--- Materials provided Enclosed Below ---

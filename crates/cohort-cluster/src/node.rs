//! Per-node records.

use cohort_config::NodeEntry;
use cohort_types::{Node, NodeState, NodeType, State};
use serde::{Deserialize, Serialize};

use crate::GroupId;

/// A node index as configured. Each index runs one distributor and one
/// storage node.
#[derive(Debug, Clone, Copy, PartialEq, Eq, PartialOrd, Ord, Hash, Serialize, Deserialize)]
pub struct ConfiguredNode {
    pub index: u16,
    /// Retired by configuration.
    pub retired: bool,
}

impl ConfiguredNode {
    pub fn new(index: u16) -> Self {
        Self {
            index,
            retired: false,
        }
    }

    pub fn retired(index: u16) -> Self {
        Self {
            index,
            retired: true,
        }
    }
}

impl From<NodeEntry> for ConfiguredNode {
    fn from(entry: NodeEntry) -> Self {
        Self {
            index: entry.index,
            retired: entry.retired,
        }
    }
}

/// Mutable runtime record of one node.
#[derive(Debug, Clone, PartialEq)]
pub struct NodeInfo {
    node: Node,
    configured: ConfiguredNode,
    group: Option<GroupId>,
    /// Last state the node reported about itself, if any since the last clear.
    reported_state: Option<NodeState>,
    reported_at_ms: u64,
    /// State an operator asked for. Defaults to up.
    wanted_state: NodeState,
}

impl NodeInfo {
    pub(crate) fn new(node: Node, configured: ConfiguredNode, group: Option<GroupId>) -> Self {
        Self {
            node,
            configured,
            group,
            reported_state: None,
            reported_at_ms: 0,
            wanted_state: NodeState::up(),
        }
    }

    pub fn node(&self) -> Node {
        self.node
    }

    pub fn node_index(&self) -> u16 {
        self.node.index
    }

    pub fn node_type(&self) -> NodeType {
        self.node.node_type
    }

    pub fn is_storage(&self) -> bool {
        self.node.node_type == NodeType::Storage
    }

    pub fn is_distributor(&self) -> bool {
        self.node.node_type == NodeType::Distributor
    }

    pub fn configured(&self) -> ConfiguredNode {
        self.configured
    }

    pub(crate) fn set_configured(&mut self, configured: ConfiguredNode) {
        self.configured = configured;
    }

    /// Retired by configuration or by an operator.
    pub fn is_retired(&self) -> bool {
        self.configured.retired || self.wanted_state.state() == State::Retired
    }

    pub fn group(&self) -> Option<GroupId> {
        self.group
    }

    pub(crate) fn set_group(&mut self, group: Option<GroupId>) {
        self.group = group;
    }

    pub fn reported_state(&self) -> Option<&NodeState> {
        self.reported_state.as_ref()
    }

    pub fn reported_at_ms(&self) -> u64 {
        self.reported_at_ms
    }

    /// Records a report; `None` forgets the previous one.
    pub fn set_reported_state(&mut self, state: Option<NodeState>, time_ms: u64) {
        self.reported_state = state;
        self.reported_at_ms = time_ms;
    }

    pub fn wanted_state(&self) -> &NodeState {
        &self.wanted_state
    }

    pub fn set_wanted_state(&mut self, state: NodeState) {
        self.wanted_state = state;
    }
}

--- End of Enclosed Materials provided ---

### Task statement
Your task is to copy every line in the entries that holds the string "NodeType".

### Answer space
use cohort_types::{Node, NodeState, NodeType, State};
    pub fn node_type(&self) -> NodeType {
        self.node.node_type == NodeType::Storage
        self.node.node_type == NodeType::Distributor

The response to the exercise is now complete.